In essence, this a long overdue carbon tax welcomed by many, & it should go a long way towards reducing the carbon footprint of our events.
Of course, theory and practice are two very different things. What on the surface might seem a positive & laudable environmental change has to be balanced against the needs & current state of the events industry, one that is still licking its wounds following 18 months of inactivity and virtually zero revenue. With this in mind, I approached event organisers, power contractors and industry bodies to ascertain their thoughts, a summary of which is set out below:
Event Organisers & Industry Bodies:
- Worryingly, many were unaware that fuel prices were set to double; some said that industry press coverage around these changes has been minimal & they felt left in the dark
- Organisers of both small & large scale events fear the impact the most; those putting on small shows with minimal budgets are concerned that said increases could sign the death knoll for their shows, whilst those organizing large scale events feel that raising ticket prices to cover these additional costs is untenable, particularly as they are already asking attendees to be mindful of their personal travel & waste carbon footprints
- All agree that change is needed, but many question the timeline for introducing these measures, preferring a more staggered approach, particularly in light of dwindling revenues following recent lockdowns
- Some question the impact of this policy change, arguing that more should be done to reduce the emissions associated with audience, talent & crew travel, logistics & waste
- All state that more education is needed to move away from a dependence on generator power & liquid fuels.

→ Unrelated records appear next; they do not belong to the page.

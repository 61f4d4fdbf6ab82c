//! Log output for the binary.
//!
//! The filter comes from `POKESOCIAL_LOG`, then `RUST_LOG`, then `warn`.
//! Logs go to stderr so command output on stdout stays clean.

use tracing_subscriber::{fmt, EnvFilter};

pub const LOG_ENV: &str = "POKESOCIAL_LOG";
const DEFAULT_FILTER: &str = "warn";

/// Build the filter from whichever directive source is set first.
pub fn filter_from(primary: Option<String>, fallback: Option<String>) -> EnvFilter {
    let set = |d: &String| !d.trim().is_empty();
    let directives = primary
        .filter(set)
        .or(fallback.filter(set))
        .unwrap_or_else(|| DEFAULT_FILTER.to_string());
    EnvFilter::try_new(&directives).unwrap_or_else(|_| EnvFilter::new(DEFAULT_FILTER))
}

/// Install the global subscriber. Later calls are ignored.
pub fn init() {
    let filter = filter_from(
        std::env::var(LOG_ENV).ok(),
        std::env::var("RUST_LOG").ok(),
    );
    let _ = fmt()
        .with_env_filter(filter)
        .with_writer(std::io::stderr)
        .with_target(false)
        .try_init();
}
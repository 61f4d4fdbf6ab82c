//! In-memory auth provider.

use std::collections::HashMap;
use std::sync::{Mutex, MutexGuard};

use async_trait::async_trait;

use crate::error::AuthError;
use crate::models::UserIdentity;
use crate::traits::AuthProvider;

#[derive(Debug, Clone, Copy, PartialEq, Eq, Hash)]
pub enum AuthOp {
    SignUp,
    SignIn,
    SignOut,
    CurrentUser,
}

#[derive(Default)]
struct State {
    /// email -> (identity, password)
    accounts: HashMap<String, (UserIdentity, String)>,
    current: Option<UserIdentity>,
    failures: HashMap<AuthOp, AuthError>,
    counts: HashMap<AuthOp, usize>,
    next_id: u64,
}

/// In-memory [`AuthProvider`].
///
/// Sign-up creates an account but does not start a session, matching a
/// provider configured to require email confirmation.
#[derive(Default)]
pub struct InMemoryAuth {
    state: Mutex<State>,
}

impl InMemoryAuth {
    pub fn new() -> Self {
        Self::default()
    }

    /// Register an account up front.
    pub fn with_account(self, id: &str, email: &str, password: &str) -> Self {
        self.lock().accounts.insert(
            email.to_string(),
            (UserIdentity::new(id, email), password.to_string()),
        );
        self
    }

    /// Start with `user` already signed in.
    pub fn signed_in_as(self, user: UserIdentity) -> Self {
        self.lock().current = Some(user);
        self
    }

    pub fn fail(&self, op: AuthOp, error: AuthError) {
        self.lock().failures.insert(op, error);
    }

    pub fn recover(&self, op: AuthOp) {
        self.lock().failures.remove(&op);
    }

    pub fn count(&self, op: AuthOp) -> usize {
        self.lock().counts.get(&op).copied().unwrap_or(0)
    }

    /// Identity registered under `email`, if any.
    pub fn account(&self, email: &str) -> Option<UserIdentity> {
        self.lock().accounts.get(email).map(|(user, _)| user.clone())
    }

    fn lock(&self) -> MutexGuard<'_, State> {
        self.state
            .lock()
            .unwrap_or_else(|poisoned| poisoned.into_inner())
    }
}

impl State {
    fn enter(&mut self, op: AuthOp) -> Result<(), AuthError> {
        *self.counts.entry(op).or_insert(0) += 1;
        match self.failures.get(&op) {
            Some(err) => Err(err.clone()),
            None => Ok(()),
        }
    }
}

#[async_trait]
impl AuthProvider for InMemoryAuth {
    async fn sign_up(&self, email: &str, password: &str) -> Result<UserIdentity, AuthError> {
        let mut state = self.lock();
        state.enter(AuthOp::SignUp)?;
        if state.accounts.contains_key(email) {
            return Err(AuthError::SignUpRejected {
                message: "User already registered".to_string(),
            });
        }
        state.next_id += 1;
        let user = UserIdentity::new(format!("user-{}", state.next_id), email);
        state
            .accounts
            .insert(email.to_string(), (user.clone(), password.to_string()));
        Ok(user)
    }

    async fn sign_in(&self, email: &str, password: &str) -> Result<UserIdentity, AuthError> {
        let mut state = self.lock();
        state.enter(AuthOp::SignIn)?;
        let user = match state.accounts.get(email) {
            Some((user, stored)) if stored == password => user.clone(),
            _ => return Err(AuthError::InvalidCredentials),
        };
        state.current = Some(user.clone());
        Ok(user)
    }

    async fn sign_out(&self) -> Result<(), AuthError> {
        let mut state = self.lock();
        state.enter(AuthOp::SignOut)?;
        state.current = None;
        Ok(())
    }

    async fn current_user(&self) -> Result<Option<UserIdentity>, AuthError> {
        let mut state = self.lock();
        state.enter(AuthOp::CurrentUser)?;
        Ok(state.current.clone())
    }
}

- Most are concerned that it is down to them to explain these cost increases to their clients; major fuel suppliers such as Crown Oil and Speedy Fuels do reference these policy changes, but let’s face it, how often do we really click through their web pages?

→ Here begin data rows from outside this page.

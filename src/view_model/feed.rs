//! The post feed and like toggling.

use std::collections::HashSet;
use std::sync::{Arc, Mutex};

use tracing::{info, warn};

use super::list::{CollectionKind, ListState, ListViewModel};
use super::load_state::LoadState;
use crate::error::{PokeError, PokeResult, ValidationError};
use crate::models::{LikeKey, Post, Table, UserIdentity};
use crate::traits::{insert_row, DataGateway};

/// What a like toggle did.
#[derive(Debug, Clone, Copy, PartialEq, Eq)]
pub enum LikeAction {
    Liked,
    Unliked,
    /// No user, or the same toggle is already in flight.
    Skipped,
}

pub struct FeedViewModel {
    list: ListViewModel<Post>,
    gateway: Arc<dyn DataGateway>,
    in_flight: Mutex<HashSet<LikeKey>>,
}

impl FeedViewModel {
    pub fn new(gateway: Arc<dyn DataGateway>) -> Self {
        Self {
            list: ListViewModel::new(gateway.clone(), CollectionKind::Posts),
            gateway,
            in_flight: Mutex::new(HashSet::new()),
        }
    }

    /// Fetch posts, newest first.
    pub async fn load(&self) -> bool {
        self.list.load().await
    }

    pub async fn posts(&self) -> Vec<Post> {
        self.list.items().await
    }

    pub async fn snapshot(&self) -> ListState<Post> {
        self.list.snapshot().await
    }

    pub async fn load_state(&self) -> LoadState {
        self.list.load_state().await
    }

    /// Message from the last failed like toggle, cleared by the next success.
    pub async fn notice(&self) -> Option<String> {
        self.list.notice().await
    }

    pub fn detach(&self) {
        self.list.detach();
    }

    /// Like the post if `user` has not liked it, otherwise unlike it.
    ///
    /// The decision is made from the loaded list; nothing changes locally
    /// until the server answers. Whatever the answer, the feed is reloaded
    /// afterwards.
    pub async fn toggle_like(
        &self,
        post_id: &str,
        user: Option<&UserIdentity>,
    ) -> PokeResult<LikeAction> {
        let Some(user) = user else {
            return Ok(LikeAction::Skipped);
        };

        let liked = self
            .list
            .with_items(|posts| {
                posts
                    .iter()
                    .find(|post| post.id == post_id)
                    .map(|post| post.is_liked_by(&user.id))
            })
            .await;
        let Some(liked) = liked else {
            let err = PokeError::from(ValidationError::UnknownPost {
                post_id: post_id.to_string(),
            });
            self.list.set_notice(Some(err.user_message())).await;
            return Err(err);
        };

        let key = LikeKey::new(post_id, user.id.clone());
        if !self.begin(&key) {
            return Ok(LikeAction::Skipped);
        }

        let result = if liked {
            info!("Unliking post {} as {}", post_id, user.id);
            self.gateway
                .delete(Table::Likes, &key.match_filters())
                .await
                .map(|_| LikeAction::Unliked)
        } else {
            info!("Liking post {} as {}", post_id, user.id);
            insert_row(self.gateway.as_ref(), Table::Likes, &key)
                .await
                .map(|_| LikeAction::Liked)
        };
        self.finish(&key);

        let result = result.map_err(PokeError::from);
        match &result {
            Ok(_) => self.list.set_notice(None).await,
            Err(e) => {
                warn!("Like toggle on {} failed [{}]: {}", post_id, e.error_code(), e);
                self.list.set_notice(Some(e.user_message())).await;
            }
        }

        self.list.load().await;
        result
    }

    fn begin(&self, key: &LikeKey) -> bool {
        self.in_flight
            .lock()
            .unwrap_or_else(|poisoned| poisoned.into_inner())
            .insert(key.clone())
    }

    fn finish(&self, key: &LikeKey) {
        self.in_flight
            .lock()
            .unwrap_or_else(|poisoned| poisoned.into_inner())
            .remove(key);
    }
}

- Some fear that they will lose clients who cannot absorb the increase in fuel duty
- Many power contractors work with clients who have a fixed power budget that includes generation, distribution, crew and fuel; with the increase in fuel costs, these clients will expect discounts in other areas, which may affect the profitability of power contractors & their ability to invest in new renewable technology
- Cash flow will become a problem, particularly where large volumes of liquid fuel need to be pre-purchased on account and will not be paid for by the client until after the event
- Fuel security will become a greater issue, as opportunists will be more likely to steal white diesel as this can be used in vehicles
- Where power contractors hire to different markets, for instance both event clients who can only use white diesel & agricultural clients who are permitted to use red, tank cleaning costs will become an additional logistical overhead and will need to be policed rigidly
- On a positive note, event organisers may be more incentivised to integrate battery technologies for base load management, as the monetized fuel savings will make the hire of these hybrid systems cost neutral
Personally, I do welcome this policy change but it’s timing in light of the Covid pandemic is extremely challenging for our industry. I do also question the Government’s insistence on extending the taxation to biofuels. Whilst many of you know that I advocate energy efficiency over & above switching to biofuels, as we gradually transition to more ubiquitous mains power & high storage capacity battery systems, biofuels have a place to bridge the gap & help reduce the impact of our events.
Huge thanks to all my colleagues that took the time to contribute to this article, including Kevin Moore (Vision 9 and AIF), Colin Murphy (Great Run Company), Steve Heap (AFO), Michael Leaver (Manchester Pride), Shaun Pearce (Pearce Hire), George Nearn (Flying Hire Events), Rob Scully (ZAP Concepts) and Luke Howell (Hope Solutions).”